Reply Fri 14 May, 2010 08:57 am
@kennethamy,
kennethamy;164252 wrote:
If X is a proper subclass of Y, then all members of X are members of Y (although, of course, it is not true that all members of Y are members of X). So, to say that the class of moral judgments is a proper subclass of factual judgments, as you are when you say that all moral judgment are false, is to say that all moral judgments are factual judgment (although it is not to say the converse, of course). Is that what you are on about?


What I'm on about is that you are wrong. I'm not conflating anything. Once you can admit that you're wrong then we can proceed.
 
kennethamy
 
Reply Fri 14 May, 2010 09:06 am
@Night Ripper,
Night Ripper;164254 wrote:
What I'm on about is that you are wrong. I'm not conflating anything. Once you can admit that you're wrong then we can proceed.


Wrong about what? To say that all moral judgments are factual judgments is to conflate the two even if the converse is not true. Is that what you are on about?
 
Night Ripper
 
Reply Fri 14 May, 2010 09:14 am
@kennethamy,
kennethamy;164257 wrote:
Wrong about what? To say that all moral judgments are factual judgments is to conflate the two even if the converse is not true.


That's false. That's not conflating the two. The fact that the converse is not true means that they are still separable ideas. By your reasoning, to say that all Ford trucks are Ford vehicles is to conflate trucks and vehicles. That's false. That's simply not what the word "conflate" means. If I was actually conflating something, that would be cause for concern. However, I'm not and you haven't provided evidence that I am.
 
kennethamy
 
Reply Fri 14 May, 2010 09:31 am
@Night Ripper,
Night Ripper;164262 wrote:
That's false. That's not conflating the two. The fact that the converse is not true means that they are still separable ideas. By your reasoning, to say that all Ford trucks are Ford vehicles is to conflate trucks and vehicles. That's false. That's simply not what the word "conflate" means. If I was actually conflating something, that would be cause for concern. However, I'm not and you haven't provided evidence that I am.


As you like it. This has become a dispute about the meaning of the term, "conflate". It has nothing to do with the original issue. (I think that is one of things people call , "semantics". An irrelevant dispute about a term). Now, back to what we were talking about. If we call a moral judgment false, we are implying it is a factual issue. Right? But that is to say that all moral judgment are factual judgments. Would you care to address this point?

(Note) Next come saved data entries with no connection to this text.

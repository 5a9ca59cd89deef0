// =============================================================================
// Basic Point Layers
// =============================================================================
//
// The basic confidence profile awards fixed points per layer:
//
//   Trend      35   SMA50 vs SMA200 spread
//   Momentum   25   RSI(14) band
//   Volume     20   last volume / 20-bar mean
//   Fibonacci  20   distance of price from the Fibonacci pivot point
//
// Each layer is reported on 0-100 (points / max * 100) so it can be blended
// like any other layer; with weights 0.35 / 0.25 / 0.20 / 0.20 the weighted
// sum reproduces the raw point total.  Every layer also yields one
// human-readable reason.

use crate::indicators::pivots::fibonacci_pivots;
use crate::indicators::volume::{volume_ratio, DEFAULT_LOOKBACK};
use crate::indicators::last;
use crate::types::SignalKind;

use super::{AnalysisContext, Component, LayerKind, LayerResult};

pub const TREND_MAX: f64 = 35.0;
pub const MOMENTUM_MAX: f64 = 25.0;
pub const VOLUME_MAX: f64 = 20.0;
pub const FIBONACCI_MAX: f64 = 20.0;

/// A layer scored in points plus the reason line it contributes.
#[derive(Debug, Clone, PartialEq)]
pub struct PointLayer {
    pub layer: LayerResult,
    pub points: f64,
    pub reason: String,
}

fn point_layer(
    kind: LayerKind,
    max: f64,
    points: f64,
    component: Component,
    reason: impl Into<String>,
) -> PointLayer {
    PointLayer {
        layer: LayerResult::new(kind, points / max * 100.0, vec![component]),
        points,
        reason: reason.into(),
    }
}

// =============================================================================
// Trend
// =============================================================================

pub fn trend_points(ctx: &AnalysisContext<'_>) -> PointLayer {
    let name = "SMA 50/200 Spread";
    let (Some(s50), Some(s200)) = (last(&ctx.sma50), last(&ctx.sma200)) else {
        return point_layer(
            LayerKind::Trend,
            TREND_MAX,
            0.0,
            Component::new(name, 0.0, SignalKind::Neutral, "Insufficient data for SMA 200"),
            "Insufficient data for long-term trend",
        );
    };

    let strength = (s50 - s200) / s200 * 100.0;
    let (points, signal) = if strength > 2.0 {
        (35.0, SignalKind::Bullish)
    } else if strength > 0.5 {
        (25.0, SignalKind::Bullish)
    } else if strength > -0.5 {
        (15.0, SignalKind::Neutral)
    } else {
        (5.0, SignalKind::Bearish)
    };

    let reason = if points >= 25.0 {
        "Short-term trend is clearly above long-term average"
    } else {
        "Trend is weak or ranging relative to long-term average"
    };

    point_layer(
        LayerKind::Trend,
        TREND_MAX,
        points,
        Component::new(
            name,
            points,
            signal,
            format!("SMA50 {:+.2}% versus SMA200", strength),
        ),
        reason,
    )
}

// =============================================================================
// Momentum
// =============================================================================

pub fn momentum_points(ctx: &AnalysisContext<'_>) -> PointLayer {
    let rsi = ctx.rsi().unwrap_or(50.0);

    let (points, signal) = if rsi > 60.0 && rsi < 70.0 {
        (25.0, SignalKind::Bullish)
    } else if rsi >= 50.0 {
        (18.0, SignalKind::Bullish)
    } else if rsi >= 40.0 {
        (12.0, SignalKind::Neutral)
    } else {
        (5.0, SignalKind::Bearish)
    };

    let reason = if points >= 18.0 {
        "Momentum supports continuation"
    } else {
        "Momentum is neutral or weakening"
    };

    point_layer(
        LayerKind::Momentum,
        MOMENTUM_MAX,
        points,
        Component::new("RSI (14)", points, signal, format!("RSI at {rsi:.1}")),
        reason,
    )
}

// =============================================================================
// Volume
// =============================================================================

pub fn volume_points(ctx: &AnalysisContext<'_>) -> PointLayer {
    let window = DEFAULT_LOOKBACK.min(ctx.volumes.len());
    let ratio = volume_ratio(&ctx.volumes, window);

    let points = match ratio {
        Some(r) if r >= 1.5 => 20.0,
        Some(r) if r >= 1.2 => 14.0,
        Some(r) if r >= 1.0 => 8.0,
        _ => 4.0,
    };
    let signal = if points >= 14.0 {
        SignalKind::Expanding
    } else {
        SignalKind::Neutral
    };

    let reason = if points >= 14.0 {
        "Above-average volume confirms participation"
    } else {
        "Volume participation is average or low"
    };

    let description = match ratio {
        Some(r) => format!("Volume {r:.2}x the {window}-bar average"),
        None => "No volume recorded".to_string(),
    };

    point_layer(
        LayerKind::Volume,
        VOLUME_MAX,
        points,
        Component::new("Volume Ratio", points, signal, description),
        reason,
    )
}

// =============================================================================
// Fibonacci pivot
// =============================================================================

/// Pivot built from the three closes before the last bar, used as
/// high / low / close, and the last close's distance from it.
pub fn fibonacci_points(ctx: &AnalysisContext<'_>) -> PointLayer {
    let name = "Fibonacci Pivot";
    let inputs = (
        ctx.close_back(1),
        ctx.close_back(2),
        ctx.close_back(3),
        ctx.price(),
    );
    let (Some(high), Some(low), Some(close), Some(price)) = inputs else {
        return point_layer(
            LayerKind::Fibonacci,
            FIBONACCI_MAX,
            0.0,
            Component::new(name, 0.0, SignalKind::Neutral, "Insufficient data for pivots"),
            "Insufficient data for Fibonacci pivots",
        );
    };

    let pivots = fibonacci_pivots(high, low, close);
    let distance = (price - pivots.pp) / pivots.pp * 100.0;

    let (points, signal) = if distance > 1.0 {
        (20.0, SignalKind::Bullish)
    } else if distance > 0.0 {
        (14.0, SignalKind::Bullish)
    } else if distance > -1.0 {
        (8.0, SignalKind::Neutral)
    } else {
        (4.0, SignalKind::Bearish)
    };

    let reason = if points >= 14.0 {
        "Price is holding above key Fibonacci structure"
    } else {
        "Price is near or below Fibonacci pivot"
    };

    point_layer(
        LayerKind::Fibonacci,
        FIBONACCI_MAX,
        points,
        Component::new(
            name,
            points,
            signal,
            format!("Price {distance:+.2}% from pivot {:.2}", pivots.pp),
        ),
        reason,
    )
}

// =============================================================================
// Unit Tests
// =============================================================================
#[cfg(test)]
mod tests {
    use super::*;
    use crate::market_data::fixtures;

    #[test]
    fn rising_series_earns_full_trend_points() {
        let bars = fixtures::rising(250, 100.0, 1.0);
        let ctx = AnalysisContext::new(&bars);
        let trend = trend_points(&ctx);
        assert_eq!(trend.points, 35.0);
        assert!((trend.layer.score - 100.0).abs() < 1e-10);
        assert_eq!(trend.reason, "Short-term trend is clearly above long-term average");
    }

    #[test]
    fn short_history_has_no_trend_points() {
        let bars = fixtures::rising(120, 100.0, 1.0);
        let ctx = AnalysisContext::new(&bars);
        let trend = trend_points(&ctx);
        assert_eq!(trend.points, 0.0);
        assert_eq!(trend.layer.score, 0.0);
    }

    #[test]
    fn flat_series_momentum_is_18_points() {
        // Flat RSI resolves to 50, which sits in the >= 50 band.
        let bars = fixtures::flat(60, 100.0);
        let ctx = AnalysisContext::new(&bars);
        let m = momentum_points(&ctx);
        assert_eq!(m.points, 18.0);
        assert!((m.layer.score - 72.0).abs() < 1e-10);
    }

    #[test]
    fn volume_spike_earns_full_points() {
        let mut bars = fixtures::flat(40, 100.0);
        bars.last_mut().unwrap().volume = 5_000_000.0;
        let ctx = AnalysisContext::new(&bars);
        let v = volume_points(&ctx);
        assert_eq!(v.points, 20.0);
        assert_eq!(v.reason, "Above-average volume confirms participation");
    }

    #[test]
    fn steady_volume_is_8_points() {
        let bars = fixtures::flat(40, 100.0);
        let ctx = AnalysisContext::new(&bars);
        assert_eq!(volume_points(&ctx).points, 8.0);
    }

    #[test]
    fn fibonacci_distance_bands() {
        let bars = fixtures::rising(10, 100.0, 2.0);
        let ctx = AnalysisContext::new(&bars);
        // Pivot of (116, 114, 112) = 114; price 118 is 3.5% above.
        let f = fibonacci_points(&ctx);
        assert_eq!(f.points, 20.0);

        let flat = fixtures::flat(10, 100.0);
        let ctx = AnalysisContext::new(&flat);
        assert_eq!(fibonacci_points(&ctx).points, 8.0);

        let few = fixtures::flat(3, 100.0);
        let ctx = AnalysisContext::new(&few);
        assert_eq!(fibonacci_points(&ctx).points, 0.0);
    }

    #[test]
    fn falling_series_is_weak() {
        let bars = fixtures::falling(250, 400.0, 1.0);
        let ctx = AnalysisContext::new(&bars);
        assert_eq!(trend_points(&ctx).points, 5.0);
        assert_eq!(momentum_points(&ctx).points, 5.0);
        assert_eq!(fibonacci_points(&ctx).points, 4.0);
    }
}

"La politesse, toujours la politesse".
 
Twirlip
 
Reply Fri 14 May, 2010 09:55 am
@Pyrrho,
Quoted from Hume, in article #25 by Pyrrho:
Quote:
But in all ingenuous natures, the antipathy to treachery and roguery is too strong to be counterbalanced by any views of profit or pecuniary advantage. Inward peace of mind, consciousness of integrity, a satisfactory review of our own conduct; these are circumstances, very requisite to happiness, and will be cherished and cultivated by every honest man, who feels the importance of them.
By what standard might Hume imagine that a person might review his own conduct?

When I review my conduct, I don't ask, "Do I approve of my conduct?", I ask, "Was my conduct right?" Is it odd or irrational of me to do so?

The capacity to pass critical judgement on one's own conduct is mysterious, no doubt - at least, I find it deeply mysterious - but is there a coherent alternative to it?

Doesn't morality always involve some kind of self-transcendence?

(Warm thanks to the OP, by the way, for his very clear contributions. I disagree with eight of the philosophical positions taken in your profile, but your clear reasoning obliges people like me to struggle to find good arguments in support of our vague intuitions, which is one of the best things that philosophy can do. Welcome!)